**Instructions to follow**
In the entries below, find the string "AppService" and return each line holding it.

**Data to examine**

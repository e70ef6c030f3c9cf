//! Sensor subsystem: individual drivers and the aggregating [`SensorHub`].
//!
//! Both sensors share one I²C bus.  The hub owns the bus and the delay
//! provider and lends them to each driver call, so no bus-sharing wrapper
//! is needed.

pub mod lps22hh;
pub mod scd30;

use embedded_hal::delay::DelayNs;
use embedded_hal::i2c::I2c;
use log::{info, warn};

use crate::error::{InitError, SensorError};
use crate::telemetry::RawReading;
use lps22hh::Lps22hh;
use scd30::Scd30;

/// Aggregates the CO2 and pressure sensors behind one read call.
pub struct SensorHub<I2C, D> {
    i2c: I2C,
    delay: D,
    scd30: Scd30,
    lps22hh: Lps22hh,
}

impl<I2C: I2c, D: DelayNs> SensorHub<I2C, D> {
    pub fn new(i2c: I2C, delay: D) -> Self {
        Self {
            i2c,
            delay,
            scd30: Scd30::default(),
            lps22hh: Lps22hh::default(),
        }
    }

    /// Probe both sensors and start continuous measurement.
    pub fn init(&mut self, interval_secs: u16) -> Result<(), InitError> {
        let fw = self
            .scd30
            .firmware_version(&mut self.i2c, &mut self.delay)
            .map_err(|_| InitError::SensorProbeFailed)?;
        info!("SCD30: firmware {}.{}", fw >> 8, fw & 0xFF);

        self.scd30
            .set_interval(&mut self.i2c, interval_secs)
            .and_then(|()| self.scd30.start_continuous(&mut self.i2c, 0))
            .map_err(|_| InitError::SensorProbeFailed)?;

        self.lps22hh
            .init(&mut self.i2c)
            .map_err(|_| InitError::SensorProbeFailed)?;
        Ok(())
    }

    /// One combined reading.  Returns [`SensorError::NotReady`] while the
    /// SCD30 has no fresh measurement; nothing is cached between calls.
    pub fn read(&mut self) -> Result<RawReading, SensorError> {
        if !self.scd30.data_ready(&mut self.i2c, &mut self.delay)? {
            return Err(SensorError::NotReady);
        }
        let m = self.scd30.read_measurement(&mut self.i2c, &mut self.delay)?;
        let p = self.lps22hh.read(&mut self.i2c).inspect_err(|e| {
            warn!("LPS22HH read failed: {e}");
        })?;

        Ok(RawReading {
            co2_ppm: m.co2_ppm,
            temperature_c: m.temperature_c,
            humidity_pct: m.humidity_pct,
            pressure_hpa: p.pressure_hpa,
        })
    }
}

// ── Test doubles shared by the driver tests ───────────────────
impl AppService {
    /// Construct the service from configuration.
    ///
    /// Does **not** arm any timer: call [`start`](Self::start) next.
    pub fn new(config: SystemConfig, startup_utc: String, now: Millis) -> Self {
        Self {
            sampler: Sampler::new(config.default_altitude_m),
            maxima: SessionMaxima::default(),
            latest: None,
            alarm: AlarmMachine::new(config.default_alert_level_ppm, config.alert_cooldown_ms),
            twin: TwinSync::new(startup_utc),
            gate: UpdateGate::new(config.defer_retry_ms),
            supervisor: LivenessSupervisor::new(&config, now),
            leds: LedPatternEngine::new(),
            quiet: false,
            connected: false,
            config,
        }
    }

    // ── Lifecycle ─────────────────────────────────────────────

    /// Enter the initial alarm state, drive the actuators to match it and
    /// arm the autostart timers.
    pub fn start(
        &mut self,
        now: Millis,
        sched: &mut Scheduler,
        hw: &mut impl ActuatorPort,
        sink: &mut impl EventSink,
    ) {
        sched.start(now);
        let actions = self.alarm.start(now);
        self.apply_alarm_actions(&actions, now, sched, hw);
        sink.emit(&AppEvent::Started {
            alert_level_ppm: self.alarm.threshold(),
            altitude_m: self.sampler.altitude_m(),
        });
        info!(
            "AppService started: alert level {} ppm, altitude {} m",
            self.alarm.threshold(),
            self.sampler.altitude_m()
        );
    }

    // ── Timer dispatch ────────────────────────────────────────

    /// Run the handler bound to `id`.
    pub fn handle_timer<H, C, S, E>(
        &mut self,
        id: TimerId,
        now: Millis,
        sched: &mut Scheduler,
        io: &mut Ports<H, C, S, E>,
    ) -> Flow
    where
        H: SensorPort + ActuatorPort,
        C: CloudPort,
        S: SystemPort,
        E: EventSink,
    {
        match id {
            TimerId::ReadTelemetry => self.read_telemetry(now, sched, io),
            TimerId::PublishTelemetry => self.publish_telemetry(io),
            TimerId::UpdateTwins => self.push_twin(io),
            TimerId::Watchdog => self.check_liveness(now, sched, io),
            TimerId::AlertPulse => {
                if self.alarm.is_alerting() {
                    self.pulse_buzzer(now, sched, &mut io.hw);
                } else {
                    sched.cancel(TimerId::AlertPulse);
                }
            }
            TimerId::BuzzerOff => io.hw.set_buzzer(false),
            TimerId::DelayedRestart => {
                let code = self
                    .supervisor
                    .pending_restart()
                    .unwrap_or(ExitCode::RestartRequested);
                self.leds.clear_all();
                io.hw.all_off();
                info!("Restarting now, exit code {code}");
                return Flow::Exit(code);
            }
            TimerId::ReadButtons => self.read_buttons(sched, io),
            TimerId::StatusLed => {
                let (r, g, b) = self.leds.tick(self.config.status_led_refresh_ms);
                io.hw.set_status_led(r, g, b);
            }
            TimerId::NetworkLedOn => self.flash_network_led(now, sched, io),
            TimerId::NetworkLedOff => io.hw.set_network_led(false),
        }
        Flow::Continue
    }

    // ── Command handling ──────────────────────────────────────

    /// Process one inbound command (twin write, direct method, update
    /// notification).
    pub fn handle_command<H, C, S, E>(
        &mut self,
        cmd: AppCommand,
        now: Millis,
        sched: &mut Scheduler,
        io: &mut Ports<H, C, S, E>,
    ) -> Flow
    where
        H: SensorPort + ActuatorPort,
        C: CloudPort,
        S: SystemPort,
        E: EventSink,
    {
        match cmd {
            AppCommand::TwinWrite(write) => self.apply_twin_write(&write, io),
            AppCommand::DirectMethod(DirectMethod::RestartDevice) => {
                self.schedule_restart(ExitCode::RestartRequested, now, sched, &mut io.sink);
            }
            AppCommand::UpdateAvailable(request) => self.decide_update(&request, io),
        }
        Flow::Continue
    }

    /// Immediate response for an accepted direct method.  The method's
    /// effect is applied later, from the event queue.
    pub fn method_response(&self, method: DirectMethod) -> MethodResponse {
        match method {
            DirectMethod::RestartDevice => MethodResponse::ok(&format!(
                "Restarting device in {} seconds",
                self.config.restart_grace_ms / 1000
            )),
        }
    }

    // ── Queries ───────────────────────────────────────────────

    pub fn alarm_state(&self) -> AlarmState {
        self.alarm.state()
    }

    pub fn alert_level_ppm(&self) -> i32 {
        self.alarm.threshold()
    }

    pub fn altitude_m(&self) -> i32 {
        self.sampler.altitude_m()
    }

    /// Most recent good sample, if any.
    pub fn latest(&self) -> Option<&TelemetrySample> {
        self.latest.as_ref()
    }

    pub fn maxima(&self) -> &SessionMaxima {
        &self.maxima
    }

    pub fn quiet_mode(&self) -> bool {
        self.quiet
    }

    pub fn failure_streak(&self) -> u32 {
        self.supervisor.failure_streak()
    }

    pub fn pending_restart(&self) -> Option<ExitCode> {
        self.supervisor.pending_restart()
    }

    pub fn deferred_update(&self) -> Option<&str> {
        self.twin.deferred_update()
    }

    pub fn config(&self) -> &SystemConfig {
        &self.config
    }

    // ── Handlers ──────────────────────────────────────────────

    fn read_telemetry<H, C, S, E>(
        &mut self,
        now: Millis,
        sched: &mut Scheduler,
        io: &mut Ports<H, C, S, E>,
    ) where
        H: SensorPort + ActuatorPort,
        E: EventSink,
    {
        let sample = match self.sampler.sample(&mut io.hw, now) {
            Ok(sample) => sample,
            Err(SensorError::NotReady) => {
                debug!("Sensor: no fresh measurement yet");
                return;
            }
            Err(error) => {
                self.supervisor.record_sensor_error(error);
                self.leds.set_fault_pattern(true);
                let streak = self.supervisor.failure_streak();
                warn!("Sensor read failed: {error} (streak {streak})");
                io.sink.emit(&AppEvent::SensorFault { error, streak });
                return;
            }
        };

        self.supervisor.record_sample(now);
        if self.leds.fault_active() {
            self.leds.set_fault_pattern(false);
        }
        self.maxima.update(&sample);
        self.latest = Some(sample);

        let eval = self.alarm.evaluate(sample.co2_ppm, now);
        if let Some((from, to)) = eval.transition {
            io.sink.emit(&AppEvent::AlarmChanged {
                from,
                to,
                co2_ppm: sample.co2_ppm,
                threshold_ppm: self.alarm.threshold(),
            });
        }
        self.apply_alarm_actions(&eval.actions, now, sched, &mut io.hw);
    }

    fn publish_telemetry<H, C, S, E>(&mut self, io: &mut Ports<H, C, S, E>)
    where
        C: CloudPort,
        E: EventSink,
    {
        let Some(sample) = self.latest else {
            debug!("Telemetry: no sample yet, skipping publish");
            return;
        };

        let result = TelemetryPayload::from(&sample)
            .to_json()
            .map_err(|_| TransportError::Encode)
            .and_then(|json| {
                io.cloud
                    .publish_telemetry(&json, &TELEMETRY_PROPERTIES, &TELEMETRY_CONTENT)
            });
        match result {
            Ok(()) => io.sink.emit(&AppEvent::TelemetryPublished(sample)),
            Err(e) => {
                warn!("Telemetry dropped: {e}");
                io.sink.emit(&AppEvent::TelemetryDropped(e));
            }
        }
    }

    fn push_twin<H, C, S, E>(&mut self, io: &mut Ports<H, C, S, E>)
    where
        C: CloudPort,
        E: EventSink,
    {
        let state = self.twin.reported_state(
            &self.alarm,
            &self.sampler,
            self.latest.as_ref(),
            &self.maxima,
        );
        match self.twin.push(&state, &mut io.cloud) {
            Ok(outcome) => io.sink.emit(&AppEvent::TwinReported(outcome)),
            Err(e) => {
                warn!("Twin report dropped: {e}");
                io.sink.emit(&AppEvent::TwinReportDropped(e));
            }
        }
    }

    fn check_liveness<H, C, S, E>(
        &mut self,
        now: Millis,
        sched: &mut Scheduler,
        io: &mut Ports<H, C, S, E>,
    ) where
        S: SystemPort,
        E: EventSink,
    {
        match self.supervisor.check(now) {
            LivenessVerdict::Kick => {
                io.system.kick_watchdog();
                io.sink.emit(&AppEvent::WatchdogKicked);
            }
            LivenessVerdict::Restart(fault) => {
                warn!("Liveness check failed: {fault}; watchdog not kicked");
                io.sink.emit(&AppEvent::LivenessFailed(fault));
                self.schedule_restart(ExitCode::LivenessRestart, now, sched, &mut io.sink);
            }
        }
    }

    fn read_buttons<H, C, S, E>(&mut self, sched: &mut Scheduler, io: &mut Ports<H, C, S, E>)
    where
        H: SensorPort + ActuatorPort,
        E: EventSink,
    {
        if !io.hw.button_pressed() {
            return;
        }
        self.quiet = !self.quiet;
        if self.quiet {
            io.hw.set_buzzer(false);
            sched.cancel(TimerId::BuzzerOff);
        }
        info!("Quiet mode {}", if self.quiet { "on" } else { "off" });
        io.sink.emit(&AppEvent::QuietModeChanged(self.quiet));
    }

    fn flash_network_led<H, C, S, E>(
        &mut self,
        now: Millis,
        sched: &mut Scheduler,
        io: &mut Ports<H, C, S, E>,
    ) where
        H: ActuatorPort,
        C: CloudPort,
        E: EventSink,
    {
        let connected = io.cloud.is_connected();
        if connected != self.connected {
            self.connected = connected;
            io.sink.emit(&AppEvent::ConnectionChanged(connected));
        }
        if connected {
            io.hw.set_network_led(true);
            sched.arm(TimerId::NetworkLedOff, now);
        } else {
            io.hw.set_network_led(false);
        }
    }

    fn apply_twin_write<H, C, S, E>(&mut self, write: &TwinWrite, io: &mut Ports<H, C, S, E>)
    where
        C: CloudPort,
        E: EventSink,
    {
        let ack = self
            .twin
            .apply_write(write, &mut self.alarm, &mut self.sampler);
        if let Err(e) = self.twin.send_ack(&ack, &mut io.cloud) {
            warn!("Twin ack for '{}' dropped: {e}", ack.name);
            io.sink.emit(&AppEvent::TwinReportDropped(e));
        }
        io.sink.emit(&AppEvent::TwinWriteAcked {
            name: ack.name,
            status: ack.status,
            in_effect: ack.value,
        });
    }

    fn decide_update<H, C, S, E>(&mut self, request: &UpdateRequest, io: &mut Ports<H, C, S, E>)
    where
        C: CloudPort,
        S: SystemPort,
        E: EventSink,
    {
        let decision = self.gate.decide(request, self.alarm.state());
        io.system.respond_update(decision);

        let description = update_gate::describe(request, decision);
        info!("Update gate: {description}");
        self.twin.record_deferral(description);
        io.sink.emit(&AppEvent::UpdateDecided {
            kind: request.kind,
            decision,
        });
        self.push_twin(io);
    }

    // ── Internal ──────────────────────────────────────────────

    /// Latch a restart and arm the grace timer.  Later requests are
    /// ignored once one is pending.
    fn schedule_restart(
        &mut self,
        code: ExitCode,
        now: Millis,
        sched: &mut Scheduler,
        sink: &mut impl EventSink,
    ) {
        if self.supervisor.request_restart(code) {
            sched.arm(TimerId::DelayedRestart, now);
            sink.emit(&AppEvent::RestartScheduled(code));
        }
    }

    fn pulse_buzzer(&mut self, now: Millis, sched: &mut Scheduler, hw: &mut impl ActuatorPort) {
        if self.quiet {
            debug!("Buzzer pulse suppressed (quiet mode)");
            return;
        }
        hw.set_buzzer(true);
        sched.arm(TimerId::BuzzerOff, now);
    }

    /// Translate alarm FSM actions into timer and port calls.
    fn apply_alarm_actions(
        &mut self,
        actions: &[AlarmAction],
        now: Millis,
        sched: &mut Scheduler,
        hw: &mut impl ActuatorPort,
    ) {
        for action in actions {
            match *action {
                AlarmAction::SoundBuzzer => self.pulse_buzzer(now, sched, hw),
                AlarmAction::SilenceBuzzer => {
                    hw.set_buzzer(false);
                    sched.cancel(TimerId::BuzzerOff);
                }
                AlarmAction::ArmPulse => sched.arm(TimerId::AlertPulse, now),
                AlarmAction::EnsurePulse => {
                    if !sched.is_armed(TimerId::AlertPulse) {
                        sched.arm(TimerId::AlertPulse, now);
                    }
                }
                AlarmAction::CancelPulse => sched.cancel(TimerId::AlertPulse),
                AlarmAction::Indicate(state) => {
                    self.leds.show_alarm_state(state);
                    let (r, g, b) = self.leds.tick(0);
                    hw.set_status_led(r, g, b);
                }
            }
        }
    }
}
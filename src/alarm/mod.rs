//! Function-pointer finite state machine for the CO2 alarm.
//!
//! Classic embedded FSM pattern:
//!
//! ```text
//! ┌──────────────────────────────────────────────────────────┐
//! │  StateTable                                              │
//! │  ┌──────────┬───────────┬──────────┬───────────────────┐ │
//! │  │ State    │ on_enter  │ on_exit  │ on_update         │ │
//! │  ├──────────┼───────────┼──────────┼───────────────────┤ │
//! │  │ Normal   │ fn(ctx)   │ -        │ fn(ctx)->Option<> │ │
//! │  │ Alerting │ fn(ctx)   │ fn(ctx)  │ fn(ctx)->Option<> │ │
//! │  └──────────┴───────────┴──────────┴───────────────────┘ │
//! └──────────────────────────────────────────────────────────┘
//! ```
//!
//! Each evaluation calls `on_update` for the **current** state with the
//! newest CO2 reading.  If it returns `Some(next_id)`, the engine runs
//! `on_exit` for the current state, then `on_enter` for the next.
//! Handlers never touch hardware: they push [`AlarmAction`]s into the
//! context, and [`AlarmMachine::evaluate`] hands them back to the caller.

pub mod context;
pub mod states;

use heapless::Vec;
use log::info;

pub use context::{AlarmAction, AlarmContext, MAX_ACTIONS};

use crate::config::{MAX_ALERT_LEVEL_PPM, MIN_ALERT_LEVEL_PPM};
use crate::error::ValidationError;
use crate::scheduler::Millis;

// ---------------------------------------------------------------------------
// State identity
// ---------------------------------------------------------------------------

/// Alarm states.  Must stay in sync with [`states::build_state_table`].
#[derive(Debug, Clone, Copy, PartialEq, Eq, Hash)]
#[repr(u8)]
pub enum AlarmState {
    Normal = 0,
    Alerting = 1,
}

impl AlarmState {
    pub const COUNT: usize = 2;

    /// Convert an index back to `AlarmState`.  Out-of-range indices fall
    /// back to `Alerting` so a corrupted index can never silence the alarm.
    pub fn from_index(idx: usize) -> Self {
        match idx {
            0 => Self::Normal,
            1 => Self::Alerting,
            _ => {
                debug_assert!(false, "invalid alarm state index: {idx}");
                Self::Alerting
            }
        }
    }

    pub fn name(self) -> &'static str {
        match self {
            Self::Normal => "Normal",
            Self::Alerting => "Alerting",
        }
    }
}

// ---------------------------------------------------------------------------
// Function-pointer type aliases
// ---------------------------------------------------------------------------

/// Signature for `on_enter` and `on_exit` actions.
pub type StateActionFn = fn(&mut AlarmContext);

/// Signature for the per-sample update handler.
/// Returns `Some(next)` to trigger a transition, or `None` to stay.
pub type StateUpdateFn = fn(&mut AlarmContext) -> Option<AlarmState>;

/// Static descriptor for a single alarm state.
pub struct StateDescriptor {
    pub id: AlarmState,
    pub name: &'static str,
    pub on_enter: Option<StateActionFn>,
    pub on_exit: Option<StateActionFn>,
    pub on_update: StateUpdateFn,
}

// ---------------------------------------------------------------------------
// FSM engine
// ---------------------------------------------------------------------------

/// The state table plus a pointer to the active row.
pub struct Fsm {
    table: [StateDescriptor; AlarmState::COUNT],
    current: usize,
}

impl Fsm {
    pub fn new(table: [StateDescriptor; AlarmState::COUNT], initial: AlarmState) -> Self {
        Self {
            table,
            current: initial as usize,
        }
    }

    /// Run the initial `on_enter` for the starting state.
    pub fn start(&mut self, ctx: &mut AlarmContext) {
        info!("Alarm FSM starting in state: {}", self.table[self.current].name);
        ctx.entered_at = ctx.now;
        if let Some(enter) = self.table[self.current].on_enter {
            enter(ctx);
        }
    }

    /// Evaluate the current state once.  Returns `(from, to)` when a
    /// transition happened.
    pub fn tick(&mut self, ctx: &mut AlarmContext) -> Option<(AlarmState, AlarmState)> {
        let next = (self.table[self.current].on_update)(ctx)?;
        let from = self.current_state();
        self.transition(next, ctx);
        Some((from, next))
    }

    pub fn current_state(&self) -> AlarmState {
        AlarmState::from_index(self.current)
    }

    fn transition(&mut self, next: AlarmState, ctx: &mut AlarmContext) {
        let next_idx = next as usize;

        info!(
            "Alarm transition: {} -> {}",
            self.table[self.current].name, self.table[next_idx].name
        );

        if let Some(exit) = self.table[self.current].on_exit {
            exit(ctx);
        }

        self.current = next_idx;
        ctx.entered_at = ctx.now;

        if let Some(enter) = self.table[self.current].on_enter {
            enter(ctx);
        }
    }
}

// ---------------------------------------------------------------------------
// Alarm machine (engine + context)
// ---------------------------------------------------------------------------

/// Result of feeding one CO2 reading into the machine.
#[derive(Debug, Clone, PartialEq, Eq)]
pub struct Evaluation {
    /// `(from, to)` if the state changed.
    pub transition: Option<(AlarmState, AlarmState)>,
    /// Side effects to apply, in order.
    pub actions: Vec<AlarmAction, MAX_ACTIONS>,
}

/// Owns the alarm FSM and its context.  The alert level lives here and is
/// only changed through [`set_threshold`](Self::set_threshold).
pub struct AlarmMachine {
    fsm: Fsm,
    ctx: AlarmContext,
}

impl AlarmMachine {
    pub fn new(threshold_ppm: i32, cooldown_ms: u32) -> Self {
        Self {
            fsm: Fsm::new(states::build_state_table(), AlarmState::Normal),
            ctx: AlarmContext::new(threshold_ppm, cooldown_ms),
        }
    }

    /// Enter the initial `Normal` state.  Returns its entry actions.
    pub fn start(&mut self, now: Millis) -> Vec<AlarmAction, MAX_ACTIONS> {
        self.ctx.now = now;
        self.fsm.start(&mut self.ctx);
        core::mem::take(&mut self.ctx.actions)
    }

    /// Feed one compensated CO2 reading.
    pub fn evaluate(&mut self, co2_ppm: i32, now: Millis) -> Evaluation {
        self.ctx.now = now;
        self.ctx.co2_ppm = co2_ppm;
        let transition = self.fsm.tick(&mut self.ctx);
        Evaluation {
            transition,
            actions: core::mem::take(&mut self.ctx.actions),
        }
    }

    pub fn state(&self) -> AlarmState {
        self.fsm.current_state()
    }

    pub fn is_alerting(&self) -> bool {
        self.state() == AlarmState::Alerting
    }

    pub fn threshold(&self) -> i32 {
        self.ctx.threshold_ppm
    }

    /// Replace the alert level.  Takes effect at the next evaluation.
    pub fn set_threshold(&mut self, ppm: i32) -> Result<(), ValidationError> {
        if !(MIN_ALERT_LEVEL_PPM..=MAX_ALERT_LEVEL_PPM).contains(&ppm) {
            return Err(ValidationError::OutOfRange);
        }
        if ppm != self.ctx.threshold_ppm {
            info!("Alert level {} -> {} ppm", self.ctx.threshold_ppm, ppm);
            self.ctx.threshold_ppm = ppm;
        }
        Ok(())
    }

    pub fn cooldown_deadline(&self) -> Option<Millis> {
        self.ctx.cooldown_deadline
    }
}
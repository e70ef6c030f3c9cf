fn main() {
    // ESP-IDF link arguments are only needed for the firmware image; host
    // builds (tests, simulation) skip embuild entirely.
    #[cfg(feature = "espidf")]
    embuild::espidf::sysenv::output();
}
//! Port traits: the hexagonal boundary between domain logic and the outside world.
//!
//! ```text
//!   Adapter ──▶ Port trait ──▶ AppService (domain)
//! ```
//!
//! Driven adapters (sensor bus, actuators, cloud transport, watchdog and
//! update agent, event sinks) implement these traits.  The
//! [`AppService`](super::service::AppService) consumes them via generics,
//! so the domain core never touches hardware or the network directly.
//!
//! Every port method is a short, bounded operation: a bus transaction, a
//! GPIO write, or a send enqueue.  None of them may block waiting on the
//! network.

use serde_json::{Map, Value};

use crate::error::{SensorError, TransportError};
use crate::scheduler::TimerId;
use crate::telemetry::RawReading;
use crate::twin::TwinWrite;
use crate::update_gate::{UpdateDecision, UpdateRequest};

// ───────────────────────────────────────────────────────────────
// Sensor port (driven adapter: hardware → domain)
// ───────────────────────────────────────────────────────────────

/// Read-side port: the domain calls this to obtain sensor data.
pub trait SensorPort {
    /// One raw CO2 / temperature / humidity / pressure reading.
    fn read_raw(&mut self) -> Result<RawReading, SensorError>;

    /// `true` once per physical press of the quiet-mode button
    /// (edge-detected by the adapter).
    fn button_pressed(&mut self) -> bool;
}

// ───────────────────────────────────────────────────────────────
// Actuator port (driven adapter: domain → hardware)
// ───────────────────────────────────────────────────────────────

/// Write-side port: the domain calls this to command actuators.
pub trait ActuatorPort {
    /// Switch the alarm buzzer.
    fn set_buzzer(&mut self, on: bool);

    /// Set the tri-colour status LED.
    fn set_status_led(&mut self, r: u8, g: u8, b: u8);

    /// Switch the network-status LED.
    fn set_network_led(&mut self, on: bool);

    /// Kill every actuator: safe shutdown before restart.
    fn all_off(&mut self);
}

// ───────────────────────────────────────────────────────────────
// Cloud port (driven adapter: domain ↔ device twin / telemetry)
// ───────────────────────────────────────────────────────────────

/// Application property attached to every telemetry message.
#[derive(Debug, Clone, Copy, PartialEq, Eq)]
pub struct MessageProperty {
    pub key: &'static str,
    pub value: &'static str,
}

/// Content properties attached to every telemetry message.
#[derive(Debug, Clone, Copy, PartialEq, Eq)]
pub struct ContentProperties {
    pub encoding: &'static str,
    pub content_type: &'static str,
}

/// Message routing properties for telemetry.
pub const TELEMETRY_PROPERTIES: [MessageProperty; 3] = [
    MessageProperty { key: "appid", value: "co2monitor" },
    MessageProperty { key: "type", value: "telemetry" },
    MessageProperty { key: "schema", value: "1" },
];

pub const TELEMETRY_CONTENT: ContentProperties = ContentProperties {
    encoding: "utf-8",
    content_type: "application/json",
};

/// Response to a direct method call.
#[derive(Debug, Clone, PartialEq)]
pub struct MethodResponse {
    /// HTTP-style status code (200, 404, 503).
    pub status: u16,
    pub payload: Value,
}

impl MethodResponse {
    pub fn ok(message: &str) -> Self {
        Self {
            status: 200,
            payload: serde_json::json!({ "message": message }),
        }
    }

    pub fn not_found(method: &str) -> Self {
        Self {
            status: 404,
            payload: serde_json::json!({ "message": format!("Unknown method '{method}'") }),
        }
    }
}

/// Messages arriving asynchronously from the cloud transport.
#[derive(Debug, Clone, PartialEq)]
pub enum Inbound {
    /// Desired-property write on the device twin.
    TwinWrite(TwinWrite),
    /// Direct method invocation awaiting a synchronous response.
    MethodCall {
        request_id: u32,
        name: heapless::String<32>,
        payload: Value,
    },
}

/// Telemetry publish, twin reporting, and inbound message delivery.
pub trait CloudPort {
    /// Whether the transport currently has a cloud connection.
    fn is_connected(&self) -> bool;

    /// Enqueue a telemetry message.
    fn publish_telemetry(
        &mut self,
        payload: &str,
        properties: &[MessageProperty],
        content: &ContentProperties,
    ) -> Result<(), TransportError>;

    /// Enqueue a reported-property patch.
    fn report_properties(&mut self, properties: &Map<String, Value>) -> Result<(), TransportError>;

    /// Next message that arrived since the last poll, if any.
    fn poll_inbound(&mut self) -> Option<Inbound>;

    /// Answer the direct method identified by `request_id`.
    fn respond_method(&mut self, request_id: u32, response: &MethodResponse);
}

// ───────────────────────────────────────────────────────────────
// System port (driven adapter: domain ↔ watchdog / update agent)
// ───────────────────────────────────────────────────────────────

/// Liveness and update-negotiation hooks provided by the platform.
pub trait SystemPort {
    /// Assert to the external watchdog that the process is alive.
    fn kick_watchdog(&mut self);

    /// A pending software update the platform wants to install, if any.
    fn poll_update_request(&mut self) -> Option<UpdateRequest>;

    /// Hand the gate's decision back to the update agent.
    fn respond_update(&mut self, decision: UpdateDecision);
}

// ───────────────────────────────────────────────────────────────
// Event sink port (driven adapter: domain → logging)
// ───────────────────────────────────────────────────────────────

/// The domain emits structured [`AppEvent`](super::events::AppEvent)s
/// through this port.  Adapters decide where they go (serial log, test
/// recorder, etc.).
pub trait EventSink {
    fn emit(&mut self, event: &super::events::AppEvent);
}

// ───────────────────────────────────────────────────────────────
// Scheduler delegate (decouples scheduler from event queue)
// ───────────────────────────────────────────────────────────────

/// Callback trait that the scheduler invokes when a timer fires.
///
/// This decouples the [`Scheduler`](crate::scheduler::Scheduler) from the
/// event queue.  The event loop implements this by pushing
/// [`Event::Timer`](crate::events::Event::Timer), but the scheduler itself
/// knows nothing about events or handlers.
pub trait SchedulerDelegate {
    fn on_timer_fired(&mut self, id: TimerId);
}

// ───────────────────────────────────────────────────────────────
// Port bundle
// ───────────────────────────────────────────────────────────────

/// Every driven adapter the service talks to, owned together so the
/// event loop can lend them to one handler at a time.
///
/// `hw` satisfies **both** [`SensorPort`] and [`ActuatorPort`], which
/// avoids a double mutable borrow of the board.
pub struct Ports<H, C, S, E> {
    pub hw: H,
    pub cloud: C,
    pub system: S,
    pub sink: E,
}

**Written solution**
impl AppService {
            "AppService started: alert level {} ppm, altitude {} m",
//!   Adapter ──▶ Port trait ──▶ AppService (domain)
//! [`AppService`](super::service::AppService) consumes them via generics,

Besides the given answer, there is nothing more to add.